During training, the system models each of these classes, and when evaluated on the development set (for this set, the class of each audio sample is known), the resulted scores, for both scenarios, are split into two sets in such a way that False Acceptance Rate (FAR) and False Reject Rate (FRR) are equal. This equal rate is usually called Equal Error Rate (ERR_licit and ERR_spoof in the table below). The median value of the split scores is the EER threshold, since this is the specific value of the system that leads to EER.

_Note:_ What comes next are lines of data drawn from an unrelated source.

//! HTTP health probe tests against a mock engine status endpoint.

use std::time::Duration;
use turbo_core::EngineRole;
use turbo_engine::{EngineError, HealthProbe, HttpHealthProbe};
use wiremock::matchers::{method, path};
use wiremock::{Mock, MockServer, ResponseTemplate};

const HEALTH_PATH: &str = "/rest/noauth/health";

fn url(server: &MockServer) -> String {
    format!("{}{}", server.uri(), HEALTH_PATH)
}

async fn check(server: &MockServer) -> turbo_engine::Result<()> {
    HttpHealthProbe::new()
        .unwrap()
        .check(EngineRole::Source, url(server), Duration::from_millis(500))
        .await
}

// =============================================================================
// Healthy responses
// =============================================================================

mod healthy {
    use super::*;

    #[tokio::test]
    async fn test_status_ok_json() {
        let server = MockServer::start().await;
        Mock::given(method("GET"))
            .and(path(HEALTH_PATH))
            .respond_with(
                ResponseTemplate::new(200).set_body_json(serde_json::json!({ "status": "OK" })),
            )
            .expect(1)
            .mount(&server)
            .await;

        assert!(check(&server).await.is_ok());
    }

    #[tokio::test]
    async fn test_plain_2xx_without_json() {
        let server = MockServer::start().await;
        Mock::given(method("GET"))
            .and(path(HEALTH_PATH))
            .respond_with(ResponseTemplate::new(204))
            .mount(&server)
            .await;

        assert!(check(&server).await.is_ok());
    }

    #[tokio::test]
    async fn test_json_without_status_field() {
        let server = MockServer::start().await;
        Mock::given(method("GET"))
            .and(path(HEALTH_PATH))
            .respond_with(ResponseTemplate::new(200).set_body_json(serde_json::json!({})))
            .mount(&server)
            .await;

        assert!(check(&server).await.is_ok());
    }
}

// =============================================================================
// Unhealthy responses
// =============================================================================

mod unhealthy {
    use super::*;

    #[tokio::test]
    async fn test_server_error_status() {
        let server = MockServer::start().await;
        Mock::given(method("GET"))
            .and(path(HEALTH_PATH))
            .respond_with(ResponseTemplate::new(503))
            .mount(&server)
            .await;

        match check(&server).await {
            Err(EngineError::HealthCheck { role, message }) => {
                assert_eq!(role, EngineRole::Source);
                assert!(message.contains("503"));
            }
            other => panic!("Expected HealthCheck error, got {:?}", other),
        }
    }

    #[tokio::test]
    async fn test_status_not_ok() {
        let server = MockServer::start().await;
        Mock::given(method("GET"))
            .and(path(HEALTH_PATH))
            .respond_with(
                ResponseTemplate::new(200)
                    .set_body_json(serde_json::json!({ "status": "starting" })),
            )
            .mount(&server)
            .await;

        assert!(matches!(
            check(&server).await,
            Err(EngineError::HealthCheck { .. })
        ));
    }

    #[tokio::test]
    async fn test_slow_endpoint_times_out() {
        let server = MockServer::start().await;
        Mock::given(method("GET"))
            .and(path(HEALTH_PATH))
            .respond_with(ResponseTemplate::new(200).set_delay(Duration::from_secs(5)))
            .mount(&server)
            .await;

        assert!(matches!(
            check(&server).await,
            Err(EngineError::Unavailable { .. })
        ));
    }

    #[tokio::test]
    async fn test_nothing_listening() {
        // Reserve a free port, then release it so nothing is bound there
        let listener = std::net::TcpListener::bind("127.0.0.1:0").unwrap();
        let target = format!("http://{}{}", listener.local_addr().unwrap(), HEALTH_PATH);
        drop(listener);

        let result = HttpHealthProbe::new()
            .unwrap()
            .check(EngineRole::Destination, target, Duration::from_millis(500))
            .await;

        assert!(matches!(
            result,
            Err(EngineError::Unavailable {
                role: EngineRole::Destination,
                ..
            })
        ));
    }
}
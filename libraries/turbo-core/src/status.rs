//! Status feed and command channel interfaces
//!
//! The core only ever talks to a front-end through these two seams: it pushes
//! `StatusSnapshot`s into a `StatusReporter` and pulls `Command`s out of a
//! `CommandReceiver`. Concrete adapters (watch channel, log lines, stdin) live
//! outside this crate.

use crate::types::{EngineHealth, SyncTarget, TargetId};
use async_trait::async_trait;
use chrono::{DateTime, Utc};
use serde::{Deserialize, Serialize};
use tokio::sync::mpsc;

/// Read-only view of everything a front-end may show
#[derive(Debug, Clone, PartialEq, Serialize, Deserialize)]
pub struct StatusSnapshot {
    /// All registered targets, ordered by id
    pub targets: Vec<SyncTarget>,

    /// Health of every configured engine role
    pub engines: Vec<EngineHealth>,

    /// Whether watch events are currently acted on
    pub watch_enabled: bool,

    /// Whether the OS watch mechanism could be set up
    pub watch_available: bool,

    pub taken_at: DateTime<Utc>,
}

impl StatusSnapshot {
    /// Empty snapshot, used before the first scan completes
    pub fn empty() -> Self {
        Self {
            targets: Vec::new(),
            engines: Vec::new(),
            watch_enabled: false,
            watch_available: false,
            taken_at: Utc::now(),
        }
    }

    /// Look up one target by id
    pub fn target(&self, id: &TargetId) -> Option<&SyncTarget> {
        self.targets.iter().find(|target| &target.id == id)
    }

    /// Number of targets with a job running
    pub fn running_count(&self) -> usize {
        self.targets.iter().filter(|target| target.running).count()
    }
}

/// Receives status snapshots whenever something observable changes
pub trait StatusReporter: Send + Sync {
    fn report(&self, snapshot: &StatusSnapshot);
}

/// Reporter that discards everything
#[derive(Debug, Default, Clone, Copy)]
pub struct NoopReporter;

impl StatusReporter for NoopReporter {
    fn report(&self, _snapshot: &StatusSnapshot) {}
}

impl<R: StatusReporter + ?Sized> StatusReporter for std::sync::Arc<R> {
    fn report(&self, snapshot: &StatusSnapshot) {
        (**self).report(snapshot);
    }
}

/// Which targets a manual trigger applies to
#[derive(Debug, Clone, PartialEq, Eq, Serialize, Deserialize)]
#[serde(rename_all = "lowercase")]
pub enum TriggerScope {
    All,
    Target(TargetId),
}

/// Commands accepted from a front-end
#[derive(Debug, Clone, PartialEq, Eq, Serialize, Deserialize)]
#[serde(tag = "command", rename_all = "snake_case")]
pub enum Command {
    /// Manual sync of one target or all of them
    TriggerSync { scope: TriggerScope },
    /// Enable or disable acting on watch events
    ToggleWatch { enabled: bool },
    /// Run discovery now without enqueueing scheduled jobs
    Rescan,
    /// Stop the control loop gracefully
    Shutdown,
}

/// Source of commands for the control loop
///
/// `None` means the source is closed; the loop keeps running without it.
#[async_trait]
pub trait CommandReceiver: Send + Sync {
    async fn recv_command(&mut self) -> Option<Command>;
}

#[async_trait]
impl CommandReceiver for mpsc::Receiver<Command> {
    async fn recv_command(&mut self) -> Option<Command> {
        self.recv().await
    }
}

#[cfg(test)]
mod tests {
    use super::*;
    use std::path::PathBuf;

    #[tokio::test]
    async fn mpsc_receiver_yields_commands_then_none() {
        let (tx, mut rx) = mpsc::channel(4);
        tx.send(Command::Rescan).await.unwrap();
        tx.send(Command::ToggleWatch { enabled: false }).await.unwrap();
        drop(tx);

        assert_eq!(rx.recv_command().await, Some(Command::Rescan));
        assert_eq!(
            rx.recv_command().await,
            Some(Command::ToggleWatch { enabled: false })
        );
        assert_eq!(rx.recv_command().await, None);
    }

    #[test]
    fn snapshot_lookup_and_running_count() {
        let mut busy = SyncTarget::new(
            TargetId::new("busy"),
            PathBuf::from("/r/busy"),
            PathBuf::from("/l/busy"),
        );
        busy.running = true;
        let idle = SyncTarget::new(
            TargetId::new("idle"),
            PathBuf::from("/r/idle"),
            PathBuf::from("/l/idle"),
        );

        let snapshot = StatusSnapshot {
            targets: vec![busy, idle],
            ..StatusSnapshot::empty()
        };

        assert_eq!(snapshot.running_count(), 1);
        assert!(snapshot.target(&TargetId::new("idle")).is_some());
        assert!(snapshot.target(&TargetId::new("gone")).is_none());
    }

    #[test]
    fn command_json_shape() {
        let json = serde_json::to_value(Command::TriggerSync {
            scope: TriggerScope::Target(TargetId::new("a/b")),
        })
        .unwrap();
        assert_eq!(json["command"], "trigger_sync");
        assert_eq!(json["scope"]["target"], "a/b");
    }
}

Applying the EER thresholds obtained from development set to the scores of the test set in both licit and spoof scenarios leads to another set of FAR (FAR_test_licit and FAR_test_spoof in the table) and FRR (FRR_test_licit and FRR_test_spoof in the table) values, which are the measures of the system's performance in uncontrolled evaluation settings. In a perfectly consistent ASV-PAD system, FAR and FRR values on the test set would be the same as FAR and FRR values obtained for development set. Hence, to summarize the performance of the system in one value, a Half Total Error Rate (HTER_licit and HTER_spoof in the table) is computed as the mean of FAR and FRR. These HTER values are then used as an overall measure of the joint ASV-PAD system performance.